The Battle of the Seine was a battle between the Franks and the invading Norse fleet. The Franks, having build two forts at the moutyh of the Sene following Rollo's advice in order to block the Vikings' way to Paris, met the invading Norsemen with volleys of bolts that did great damage. When their longships managed to slip past the forts, Rollo and his men swung a huge chain that was hidden underwater and that caught the Viking's rear, while using catapults and flamed arrows to destroy the ships. The result was an astounding victory for the Franks and a severe defeat for the Danes, who lost hundreds of men and retreated back to their camp, which in the meantime had been devastated by a surprise Frankish attack.

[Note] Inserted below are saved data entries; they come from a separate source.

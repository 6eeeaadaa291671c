// Cluster Supervisor
// Applies lifecycle operations across the topology, one node at a time

pub mod constants;
pub mod status;

use std::sync::Arc;
use std::time::Duration;
use tracing::{info, warn};

use crate::domain::{LaunchMode, NodeArtifacts, NodeDefinition, ProcessRecord, Signum, Topology};
use crate::error::{Result, SupervisorError};
use crate::port::{LaunchOutcome, LivenessProbe, NodeLauncher};

pub use constants::{DEFAULT_SERVER_NAME, SIGKILL, SIGTERM};
pub use status::{KillReport, NodeState, NodeStatus};

/// Supervisor settings
#[derive(Debug, Clone)]
pub struct SupervisorConfig {
    pub launch_mode: LaunchMode,
    /// Pause between consecutive launches in `start_all`
    pub delay: Duration,
    /// Names the pid file of every node
    pub server_name: String,
}

impl Default for SupervisorConfig {
    fn default() -> Self {
        Self {
            launch_mode: LaunchMode::All,
            delay: Duration::ZERO,
            server_name: DEFAULT_SERVER_NAME.to_string(),
        }
    }
}

/// Cluster supervisor
///
/// Holds no per-node runtime state: every operation re-reads the pid files, so a
/// fresh invocation can manage processes spawned by an earlier one.
pub struct ClusterSupervisor {
    topology: Topology,
    launcher: Arc<dyn NodeLauncher>,
    probe: Arc<dyn LivenessProbe>,
    config: SupervisorConfig,
}

impl ClusterSupervisor {
    /// Create a new supervisor
    ///
    /// # Example
    /// ```ignore
    /// let supervisor = ClusterSupervisor::new(
    ///     topology,
    ///     Arc::new(ProcessLauncher::new(command_builder, time_provider, "nodeos")),
    ///     liveness::detect(),
    ///     SupervisorConfig::default(),
    /// );
    /// supervisor.start_all().await?;
    /// ```
    pub fn new(
        topology: Topology,
        launcher: Arc<dyn NodeLauncher>,
        probe: Arc<dyn LivenessProbe>,
        config: SupervisorConfig,
    ) -> Self {
        Self {
            topology,
            launcher,
            probe,
            config,
        }
    }

    pub fn topology(&self) -> &Topology {
        &self.topology
    }

    pub fn config(&self) -> &SupervisorConfig {
        &self.config
    }

    fn artifacts(&self, node: &NodeDefinition) -> NodeArtifacts {
        NodeArtifacts::new(&node.data_dir, &self.config.server_name)
    }

    /// Launch every node in definition order, sleeping `delay` between launches
    ///
    /// Stops at the first failing launch.
    pub async fn start_all(&self) -> Result<Vec<LaunchOutcome>> {
        if !self.config.launch_mode.starts_nodes() {
            info!(launch_mode = %self.config.launch_mode, "Launch mode requests no startup");
            return Ok(Vec::new());
        }

        info!(
            network = %self.topology.name(),
            nodes = self.topology.len(),
            delay_ms = self.config.delay.as_millis() as u64,
            "Starting all nodes"
        );

        let mut outcomes = Vec::with_capacity(self.topology.len());
        for (i, node) in self.topology.nodes().iter().enumerate() {
            if i > 0 && !self.config.delay.is_zero() {
                tokio::time::sleep(self.config.delay).await;
            }
            outcomes.push(self.launcher.launch(node).await?);
        }

        Ok(outcomes)
    }

    /// Stop the named nodes, optionally relaunching each after confirmed exit
    ///
    /// A plain shutdown expects the process to exist: a missing pid file or a dead
    /// process is an error. With `relaunch` both are tolerated and the node is
    /// started again. The first failing node aborts the operation.
    pub async fn down<S: AsRef<str>>(&self, names: &[S], relaunch: bool) -> Result<()> {
        for name in names {
            if self.topology.find(name.as_ref()).is_none() {
                warn!(node = %name.as_ref(), "No node with this name in topology");
            }
        }

        for node in self.topology.select(names) {
            info!(
                node = %node.name,
                "{}",
                if relaunch { "Restarting node" } else { "Shutting down node" }
            );

            let pid_file = self.artifacts(node).pid_file();
            match ProcessRecord::load(&pid_file) {
                Ok(record) => {
                    info!(node = %node.name, pid = record.pid, signum = SIGTERM, "Signaling node");
                    self.probe
                        .wait_for_exit(record.pid, SIGTERM, !relaunch)
                        .await?;
                    info!(node = %node.name, pid = record.pid, "Node exited");
                }
                Err(e) if relaunch && e.is_missing_record() => {
                    warn!(node = %node.name, error = %e, "No pid file, relaunching anyway");
                }
                Err(e) => return Err(e),
            }

            if relaunch {
                self.launcher.launch(node).await?;
            }
        }

        Ok(())
    }

    /// Restart the named nodes: `down(names, relaunch = true)`
    pub async fn bounce<S: AsRef<str>>(&self, names: &[S]) -> Result<()> {
        self.down(names, true).await
    }

    /// Signal every node with `signum` and wait for each to exit
    ///
    /// Missing pid files and already-dead processes never abort the sweep; the
    /// report's exit code is non-zero if any node could not be handled.
    pub async fn kill(&self, signum: Signum) -> KillReport {
        let mut report = KillReport::default();

        for node in self.topology.nodes() {
            let pid_file = self.artifacts(node).pid_file();
            let record = match ProcessRecord::load(&pid_file) {
                Ok(record) => record,
                Err(SupervisorError::MissingProcessRecord(path)) => {
                    warn!(node = %node.name, path = %path.display(), "No pid file, skipping");
                    report.missing.push(node.name.clone());
                    continue;
                }
                Err(e) => {
                    warn!(node = %node.name, error = %e, "Cannot read pid file");
                    report.failed.push((node.name.clone(), e.to_string()));
                    continue;
                }
            };

            info!(node = %node.name, pid = record.pid, signum, "Signaling node");
            match self.probe.wait_for_exit(record.pid, signum, false).await {
                Ok(()) => report.signaled.push(node.name.clone()),
                Err(e) => {
                    warn!(node = %node.name, pid = record.pid, error = %e, "Signal failed");
                    report.failed.push((node.name.clone(), e.to_string()));
                }
            }
        }

        info!(
            signaled = report.signaled.len(),
            missing = report.missing.len(),
            failed = report.failed.len(),
            "Kill sweep complete"
        );
        report
    }

    /// Current state of every node, read from disk
    pub fn status(&self) -> Result<Vec<NodeStatus>> {
        self.topology
            .nodes()
            .iter()
            .map(|node| self.node_status(node))
            .collect()
    }

    fn node_status(&self, node: &NodeDefinition) -> Result<NodeStatus> {
        let (pid, state) = match ProcessRecord::load(&self.artifacts(node).pid_file()) {
            Ok(record) => {
                let state = if self.probe.is_alive(record.pid)? {
                    NodeState::Running
                } else {
                    NodeState::Stopped
                };
                (Some(record.pid), state)
            }
            Err(e) if e.is_missing_record() => {
                let state = if node.dont_start {
                    NodeState::Unstarted
                } else {
                    NodeState::NotLaunched
                };
                (None, state)
            }
            Err(e) => return Err(e),
        };

        Ok(NodeStatus {
            name: node.name.clone(),
            pid,
            state,
        })
    }
}
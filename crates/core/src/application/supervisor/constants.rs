// Supervisor constants (No magic values)
use std::time::Duration;

use crate::domain::Signum;

/// Graceful termination signal used by `down` and `bounce`
pub const SIGTERM: Signum = 15;

/// Forceful termination, for escalating a `kill` sweep
pub const SIGKILL: Signum = 9;

/// First sleep of the liveness polling loop (100 µs)
pub const BACKOFF_INITIAL_DELAY: Duration = Duration::from_micros(100);

/// Ceiling for the doubling sleep of the liveness polling loop (40 ms)
pub const BACKOFF_MAX_DELAY: Duration = Duration::from_millis(40);

/// Server binary name; also names the pid file (`<server_name>.pid`)
pub const DEFAULT_SERVER_NAME: &str = "nodeos";

/// Exit code of a `kill` sweep that found at least one node without a pid file
pub const EXIT_MISSING_RECORD: i32 = 1;
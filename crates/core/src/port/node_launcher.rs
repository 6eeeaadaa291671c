// Node Launcher Port
// Spawns one node process and records its pid next to the node's data

use async_trait::async_trait;
use std::path::PathBuf;

use crate::domain::{NodeDefinition, Pid};
use crate::error::Result;

/// Result of launching one node
#[derive(Debug, Clone, PartialEq, Eq)]
pub struct LaunchOutcome {
    pub node: String,
    /// Full argument vector, program first
    pub command: Vec<String>,
    /// None when the node is staged only (`dont_start`)
    pub pid: Option<Pid>,
    /// Timestamped stderr file of this launch
    pub stderr_file: Option<PathBuf>,
}

impl LaunchOutcome {
    pub fn is_spawned(&self) -> bool {
        self.pid.is_some()
    }

    pub fn command_line(&self) -> String {
        self.command.join(" ")
    }
}

/// Node Launcher trait
///
/// Implementations:
/// - ProcessLauncher: spawns a detached OS process (infra-system)
#[async_trait]
pub trait NodeLauncher: Send + Sync {
    /// Launch `node`, or only record its command when `node.dont_start` is set
    ///
    /// # Errors
    /// - SupervisorError::Filesystem if the data directory or output files cannot be created
    /// - SupervisorError::SpawnFailed if the OS refuses to create the process
    async fn launch(&self, node: &NodeDefinition) -> Result<LaunchOutcome>;
}

// ============================================================================
// Mock Implementations for Testing
// ============================================================================

pub mod mocks {
    use super::*;
    use crate::domain::{NodeArtifacts, ProcessRecord};
    use crate::error::SupervisorError;
    use crate::port::liveness_probe::mocks::MockLivenessProbe;
    use std::sync::{Arc, Mutex};
    use std::time::Instant;

    const FIRST_MOCK_PID: Pid = 10_000;

    /// Launcher that writes real pid files but only pretends to spawn
    ///
    /// Every spawned pid is registered as alive in the shared mock probe.
    pub struct MockNodeLauncher {
        probe: Arc<MockLivenessProbe>,
        server_name: String,
        next_pid: Mutex<Pid>,
        launches: Mutex<Vec<(String, Instant)>>,
        fail_for: Mutex<Option<String>>,
    }

    impl MockNodeLauncher {
        pub fn new(probe: Arc<MockLivenessProbe>, server_name: impl Into<String>) -> Self {
            Self {
                probe,
                server_name: server_name.into(),
                next_pid: Mutex::new(FIRST_MOCK_PID),
                launches: Mutex::new(Vec::new()),
                fail_for: Mutex::new(None),
            }
        }
        /// Make launches of `node` fail with a spawn error
        pub fn fail_for(&self, node: impl Into<String>) {
            *self.fail_for.lock().unwrap() = Some(node.into());
        }
        pub fn launched(&self) -> Vec<String> {
            self.launches
                .lock()
                .unwrap()
                .iter()
                .map(|(name, _)| name.clone())
                .collect()
        }
        pub fn launch_times(&self) -> Vec<Instant> {
            self.launches.lock().unwrap().iter().map(|(_, t)| *t).collect()
        }
    }

    #[async_trait]
    impl NodeLauncher for MockNodeLauncher {
        async fn launch(&self, node: &NodeDefinition) -> Result<LaunchOutcome> {
            let command = vec!["mock-node".to_string(), node.name.clone()];

            if node.dont_start {
                return Ok(LaunchOutcome {
                    node: node.name.clone(),
                    command,
                    pid: None,
                    stderr_file: None,
                });
            }

            if self.fail_for.lock().unwrap().as_deref() == Some(node.name.as_str()) {
                return Err(SupervisorError::SpawnFailed {
                    node: node.name.clone(),
                    source: std::io::Error::new(std::io::ErrorKind::NotFound, "mock spawn failure"),
                });
            }

            let pid = {
                let mut next = self.next_pid.lock().unwrap();
                let pid = *next;
                *next += 1;
                pid
            };

            let artifacts = NodeArtifacts::new(&node.data_dir, &self.server_name);
            std::fs::create_dir_all(artifacts.data_dir())
                .map_err(|e| SupervisorError::filesystem(artifacts.data_dir(), e))?;
            ProcessRecord::new(pid).store(&artifacts.pid_file())?;

            self.probe.spawn(pid);
            self.launches
                .lock()
                .unwrap()
                .push((node.name.clone(), Instant::now()));

            Ok(LaunchOutcome {
                node: node.name.clone(),
                command,
                pid: Some(pid),
                stderr_file: None,
            })
        }
    }
}
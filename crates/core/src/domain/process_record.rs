// Process Record: the persisted pid file of a launched node
//
// The pid file is the only link between a node and its OS process across
// supervisor invocations. It is overwritten on relaunch and never deleted.

use std::fs;
use std::io::ErrorKind;
use std::path::Path;

use super::error::DomainError;
use super::node::Pid;
use crate::error::{Result, SupervisorError};

#[derive(Debug, Clone, Copy, PartialEq, Eq)]
pub struct ProcessRecord {
    pub pid: Pid,
}

impl ProcessRecord {
    pub fn new(pid: Pid) -> Self {
        Self { pid }
    }

    /// Read a pid file
    ///
    /// # Errors
    /// - `MissingProcessRecord` if the file does not exist
    /// - `Domain(InvalidProcessRecord)` if the first line is not a positive pid
    /// - `Filesystem` for any other read failure
    pub fn load(path: &Path) -> Result<Self> {
        let content = match fs::read_to_string(path) {
            Ok(content) => content,
            Err(e) if e.kind() == ErrorKind::NotFound => {
                return Err(SupervisorError::MissingProcessRecord(path.to_path_buf()));
            }
            Err(e) => return Err(SupervisorError::filesystem(path, e)),
        };

        let first_line = content.lines().next().unwrap_or("").trim();
        match first_line.parse::<Pid>() {
            Ok(pid) if pid > 0 => Ok(Self { pid }),
            _ => Err(DomainError::InvalidProcessRecord {
                path: path.to_path_buf(),
                content: first_line.to_string(),
            }
            .into()),
        }
    }

    /// Write the pid file, replacing any previous content
    pub fn store(&self, path: &Path) -> Result<()> {
        fs::write(path, self.pid.to_string()).map_err(|e| SupervisorError::filesystem(path, e))
    }
}
//! Command-line configuration: flags (with env fallbacks) mapped onto the
//! supervisor and command-builder settings

use clap::Args;
use std::collections::HashMap;
use std::path::PathBuf;
use std::time::Duration;

use launcher_core::application::supervisor::constants::DEFAULT_SERVER_NAME;
use launcher_core::application::SupervisorConfig;
use launcher_core::domain::LaunchMode;
use launcher_infra_system::NodeosCommandConfig;

/// Where the topology lives and how its nodes are named on disk
#[derive(Args, Debug, Clone)]
pub struct TopologyArgs {
    /// JSON topology written by the topology generator
    #[arg(short, long, env = "LAUNCHER_TOPOLOGY")]
    pub topology: String,

    /// Base directory for relative node directories
    #[arg(short, long, env = "LAUNCHER_BASE_DIR")]
    pub base_dir: Option<String>,

    /// Server name; also names each node's pid file
    #[arg(long, env = "LAUNCHER_SERVER_NAME", default_value = DEFAULT_SERVER_NAME)]
    pub server_name: String,
}

impl TopologyArgs {
    pub fn topology_path(&self) -> PathBuf {
        PathBuf::from(shellexpand::tilde(&self.topology).into_owned())
    }

    pub fn base_dir(&self) -> Option<PathBuf> {
        self.base_dir
            .as_deref()
            .map(|dir| PathBuf::from(shellexpand::tilde(dir).into_owned()))
    }
}

/// How node command lines are constructed
#[derive(Args, Debug, Clone)]
pub struct NodeCommandArgs {
    /// Server binary
    #[arg(long, env = "LAUNCHER_NODE_BINARY", default_value = "nodeos")]
    pub node_binary: String,

    /// Binary for one node, as INDEX=PATH (repeatable)
    #[arg(long = "instance-binary", value_parser = parse_indexed)]
    pub instance_binaries: Vec<(usize, String)>,

    /// Pass --skip-transaction-signatures to every node
    #[arg(long)]
    pub skip_signature: bool,

    /// Argument forwarded to every node (repeatable)
    #[arg(long = "node-arg", allow_hyphen_values = true)]
    pub node_args: Vec<String>,

    /// Argument forwarded to one node, as INDEX=ARG (repeatable)
    #[arg(long = "specific-arg", value_parser = parse_indexed, allow_hyphen_values = true)]
    pub specific_args: Vec<(usize, String)>,

    /// Genesis timestamp passed to every node
    #[arg(long, env = "LAUNCHER_GENESIS_TIMESTAMP")]
    pub genesis_timestamp: Option<String>,
}

impl NodeCommandArgs {
    pub fn to_config(&self) -> NodeosCommandConfig {
        let mut specific_args: HashMap<usize, Vec<String>> = HashMap::new();
        for (index, arg) in &self.specific_args {
            specific_args.entry(*index).or_default().push(arg.clone());
        }

        NodeosCommandConfig {
            binary: shellexpand::tilde(&self.node_binary).into_owned(),
            instance_binaries: self
                .instance_binaries
                .iter()
                .map(|(index, path)| (*index, shellexpand::tilde(path).into_owned()))
                .collect(),
            skip_signature: self.skip_signature,
            extra_args: self.node_args.clone(),
            specific_args,
            genesis_timestamp: self.genesis_timestamp.clone(),
        }
    }
}

/// Parse `INDEX=VALUE`
pub fn parse_indexed(s: &str) -> Result<(usize, String), String> {
    let (index, value) = s
        .split_once('=')
        .ok_or_else(|| format!("expected INDEX=VALUE, got {s:?}"))?;
    let index = index
        .trim()
        .parse::<usize>()
        .map_err(|e| format!("invalid node index {index:?}: {e}"))?;
    Ok((index, value.to_string()))
}

pub fn supervisor_config(
    server_name: &str,
    launch_mode: LaunchMode,
    delay_secs: f64,
) -> anyhow::Result<SupervisorConfig> {
    let delay = Duration::try_from_secs_f64(delay_secs)
        .map_err(|e| anyhow::anyhow!("invalid delay {delay_secs}: {e}"))?;

    Ok(SupervisorConfig {
        launch_mode,
        delay,
        server_name: server_name.to_string(),
    })
}
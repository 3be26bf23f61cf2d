//! Reference models
//!
//! Each model is a node kind plus a [`SimulationSpec`](crate::SimulationSpec)
//! that wires it into the control plane.
//!
//! - [`basic`]: isolated nodes activated at random
//! - [`preferential`]: growth by preferential attachment
//! - [`transitive`]: triadic closure with node replacement
//! - [`small_world`]: a Watts–Strogatz seed graph

pub mod basic;
pub mod preferential;
pub mod small_world;
pub mod transitive;

pub use basic::BasicNode;
pub use preferential::{PreferentialGrowth, PreferentialNode};
pub use transitive::{ReplacementPolicy, TransitiveNode};

use sim_agents::{AgentContext, AgentRecord, HandlerResult, Params, SerializationError, Value};
use sim_graph::NodeId;

/// `accept_link(originating_node)`: adds the edge `originating_node -> node`.
pub(crate) fn accept_link(node: NodeId, ctx: &AgentContext, params: &Params) -> HandlerResult {
    let from = params.node_id("originating_node")?;
    ctx.graph_mut().add_edge(from, node)?;
    Ok(Value::Null)
}

pub(crate) fn node_of(record: &AgentRecord) -> Result<NodeId, SerializationError> {
    record
        .id
        .node_id()
        .ok_or_else(|| SerializationError::Decode(format!("{} is not a node", record.id)))
}
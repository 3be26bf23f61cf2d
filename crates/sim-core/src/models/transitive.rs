//! Transitive linking with node replacement.
//!
//! An activated node introduces two of its neighbours to each other. A node
//! with fewer than two neighbours links to a random stranger instead. With
//! probability `death_prob` per tick a random node is replaced by a fresh
//! one, which is activated right away and so starts with a single edge.

use futures::future::LocalBoxFuture;
use futures::FutureExt;
use rand::seq::SliceRandom;
use rand::Rng;
use sim_agents::{
    Agent, AgentContext, AgentError, AgentRecord, HandlerResult, HandlerTable, NodeAgent, Params,
    SerializationError, Value,
};
use sim_graph::NodeId;

use super::{accept_link, node_of};
use crate::activator::{mode_from, ActivationPolicy, Activator, NodeSpec};
use crate::component::ComponentSpec;
use crate::options::OptionSpec;
use crate::simulation::{node_parameters, SimulationSpec};

#[derive(Debug, Clone, PartialEq)]
pub struct TransitiveNode {
    pub id: NodeId,
    pub evictable: bool,
}

impl TransitiveNode {
    /// Returns the edge added, if any.
    fn introduce(&self, ctx: &AgentContext) -> Result<Option<(NodeId, NodeId)>, AgentError> {
        let neighbors = ctx.graph().neighbors(self.id)?;
        let edge = if neighbors.len() >= 2 {
            ctx.with_rng(|rng| {
                let pair: Vec<NodeId> = neighbors.choose_multiple(rng, 2).copied().collect();
                Some((pair[0], pair[1]))
            })
        } else {
            let strangers: Vec<NodeId> = ctx
                .graph()
                .nodes()
                .into_iter()
                .filter(|v| *v != self.id && !neighbors.contains(v))
                .collect();
            ctx.with_rng(|rng| strangers.choose(rng).map(|&v| (self.id, v)))
        };
        if let Some((u, v)) = edge {
            ctx.graph_mut().add_edge(u, v)?;
        }
        Ok(edge)
    }
}

fn activate<'a>(
    node: &'a mut TransitiveNode,
    ctx: &'a AgentContext,
    _params: Params,
) -> LocalBoxFuture<'a, HandlerResult> {
    async move {
        let edge = node.introduce(ctx)?;
        Ok(Value::from(edge.map(|(u, v)| vec![u, v])))
    }
    .boxed_local()
}

fn link<'a>(
    node: &'a mut TransitiveNode,
    ctx: &'a AgentContext,
    params: Params,
) -> LocalBoxFuture<'a, HandlerResult> {
    async move { accept_link(node.id, ctx, &params) }.boxed_local()
}

impl Agent for TransitiveNode {
    const KIND: &'static str = "transitive";

    fn handlers() -> HandlerTable<Self> {
        HandlerTable::new()
            .on("activate", activate)
            .on("accept_link", link)
    }

    fn can_be_collected(&self) -> bool {
        self.evictable
    }

    fn save(&self, record: AgentRecord) -> Result<AgentRecord, SerializationError> {
        Ok(record)
    }
}

impl NodeAgent for TransitiveNode {
    fn create(id: NodeId, params: &Params) -> Result<Self, AgentError> {
        Ok(Self {
            id,
            evictable: params.bool_or("evictable", false)?,
        })
    }

    fn restore(record: &AgentRecord) -> Result<Self, SerializationError> {
        Ok(Self {
            id: node_of(record)?,
            evictable: true,
        })
    }
}

/// Replaces a random node with probability `death_prob`, otherwise
/// activates a random node.
#[derive(Debug, Clone)]
pub struct ReplacementPolicy {
    death_prob: f64,
    node: NodeSpec,
    replacing: bool,
}

impl ReplacementPolicy {
    pub fn new(death_prob: f64, node_params: Params) -> Self {
        Self {
            death_prob,
            node: NodeSpec::new(TransitiveNode::KIND, node_params),
            replacing: false,
        }
    }
}

impl ActivationPolicy for ReplacementPolicy {
    fn nodes_to_destroy(&mut self, ctx: &AgentContext, _tick: u64) -> Vec<NodeId> {
        let dies = ctx.with_rng(|rng| rng.gen::<f64>() < self.death_prob);
        if !dies {
            return Vec::new();
        }
        match ctx.graph_mut().random_node() {
            Ok(victim) => {
                self.replacing = true;
                vec![victim]
            }
            Err(_) => Vec::new(),
        }
    }

    fn nodes_to_create(&mut self, _ctx: &AgentContext, _tick: u64) -> Vec<NodeSpec> {
        if std::mem::take(&mut self.replacing) {
            vec![self.node.clone()]
        } else {
            Vec::new()
        }
    }

    fn nodes_to_activate(
        &mut self,
        ctx: &AgentContext,
        _tick: u64,
        created: &[NodeId],
    ) -> Vec<NodeId> {
        if created.is_empty() {
            ctx.graph_mut().random_node().into_iter().collect()
        } else {
            created.to_vec()
        }
    }
}

/// `--network-size` transitive nodes, replaced with `--death-prob`.
pub fn spec() -> SimulationSpec {
    SimulationSpec::basic("transitive")
        .with_options(vec![OptionSpec::float("death-prob")
            .default_value(0.01)
            .help("Per-tick probability that a random node is replaced")])
        .with_defaults(Params::new().with("node_kind", TransitiveNode::KIND))
        .with_node_kind::<TransitiveNode>()
        .with_activator(
            ComponentSpec::new("activator", |p: &Params| {
                let death_prob = p.float_or("death_prob", 0.01)?;
                if !(0.0..=1.0).contains(&death_prob) {
                    return Err(AgentError::InvalidParameter {
                        name: "death_prob".into(),
                        expected: "probability in [0, 1]",
                    });
                }
                let policy = ReplacementPolicy::new(death_prob, node_parameters(p)?);
                Ok(Activator::new(policy, mode_from(p)?))
            })
            .options(["death_prob", "sync_activator", "node_parameters"]),
        )
}

#[cfg(test)]
mod tests {
    use super::*;
    use sim_agents::{run_local, AgentId, AgentStore, BincodeSerializer, Runtime, RuntimeOptions};
    use sim_graph::{generators, Graph, SharedGraph, SparseGraph};

    fn runtime(graph: SparseGraph) -> Runtime {
        Runtime::new(
            SharedGraph::new(graph),
            AgentStore::new(Box::new(BincodeSerializer)),
            RuntimeOptions::default(),
        )
    }

    #[test]
    fn test_isolated_node_links_to_a_stranger() {
        run_local(async {
            let runtime = runtime(generators::empty(4, 1).unwrap());
            runtime
                .spawn(AgentId::Node(0), TransitiveNode { id: 0, evictable: false })
                .unwrap();
            let driver = runtime.context("driver");
            driver
                .sync_send(AgentId::Node(0), "activate", Params::new())
                .await
                .unwrap();
            assert_eq!(runtime.graph().with(|g| g.degree(0).unwrap()), 1);
            assert_eq!(runtime.graph().with(|g| g.number_of_edges()), 1);
        });
    }

    #[test]
    fn test_two_neighbours_get_introduced() {
        run_local(async {
            // star around node 0
            let mut graph = generators::empty(3, 1).unwrap();
            graph.add_edge(0, 1).unwrap();
            graph.add_edge(0, 2).unwrap();
            let runtime = runtime(graph);
            runtime
                .spawn(AgentId::Node(0), TransitiveNode { id: 0, evictable: false })
                .unwrap();
            let driver = runtime.context("driver");
            let edge = driver
                .sync_send(AgentId::Node(0), "activate", Params::new())
                .await
                .unwrap();
            assert_eq!(edge.as_list().map(<[Value]>::len), Some(2));
            assert!(runtime.graph().with(|g| g.has_edge(1, 2)));
        });
    }
}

In 804, King Ragnar Lothbrok, at the summit of his power, launched a colossal land and naval assault on the city of Paris, in West Frankia. Dreaming of the plunder, the riches and the fame it would give him and the Viking world, he assembled a fleet of over 100 ships carrying 2 000 warriors and attacked the town's remparts at first, only to be repelled with heavy casualties. The depleted Viking forces managed to enter the city thanks to a ruse from Ragnar and successfully raid and plunder it.
Ragnar Lothbrok decided to launch another assault on the city one year after his initial success. At Kattegat, a huge fleet between 100-150 ships is mustered, including ships from the kingdom of Vestfold-Rogland led by King Harald and his brother Halfdan, who seek fortune in the next raid following Ragnar's initial success. The fleet soon sails away, taking away, for the first time in their young life, the two brothers Hvitserk and Ubbe.
Meanwhile in Paris, Duke Rollo had married Princess Gisela and had been rewarded by Emperor Charles with the title of Duke. Rollo was to be alongside Count Odo the leader of the Frankish forces. Rollo's first advice to Odo was to build two forts on each sides on the River Seine in order to prevent the Vikings from sailinhg upriver and therefore reach paris. The two forts would hide a huge metal chain that would be used in order to knock over Viking longships. Rollo also advised Odo to begin the construction of a fleet of ships similar to that of the longships to meet the Vikings in battle and prevent them from reaching Paris' remparts.
The Viking fleet entered the mouth of the Seine and prepared to move towards the remparts of the town, only to be met by Rollo and his Frankish soldiers on their forts overlooking the river. As soon as the first Viking ships approached, Frankish crossbowmen began pouring down thousands of bolts on their opponents that found their mark or went crushing into the thick Danish shields. In the meantime, Ragnar had sent an ambush party of some 250 warriors led by Lagertha to hit the Frankish on their rearguard fort, only to be stuck in muddy swamps. Rollo discovered the feint and directed dozens of his crossbowmen towards the advancing party who was now the easy prey of the Frankish bolts. Many warriors and shieldmaidens were struck by the bolts but the party managed to reach a soft ground and form a shield wall. However, the huge metal chain erected on the advise of Rollo was raised, knocking over many longships. A huge chaos took place, while hundreds of Viking warriors fell, struck by crossbow bolts. Many others drowned or managed to reach the river side, only to be cut down by Frankish pikemen and crossbowmen. Lagertha's party, meanwhile, advanced towards the fort but Frankish crossbowmen took the Viking shield wall on the rear, taking out dozens of them and forcing the depleted force to retreat. The Viking fleet sailed away while the trapped ships and their crews were put to the torch with the use of catapults throwing flamed projectiles.
This first engagment was a conclusive win for the Franks, who had prevailed mostly thanks to Rollo's advice. They had sustained light if not few losses, and the forts had proved to be a strong asset, while the Vikings, on the other hand, had taken a heavy toll, with more than 400 dead and at least 20 ships burned. It appeared that this setback had ended the Norse invasion attempt. Furthermore, the viking encampment was attacked by Count Roland and dozens of horsemen, who burned tents as well as killing many warriors and women.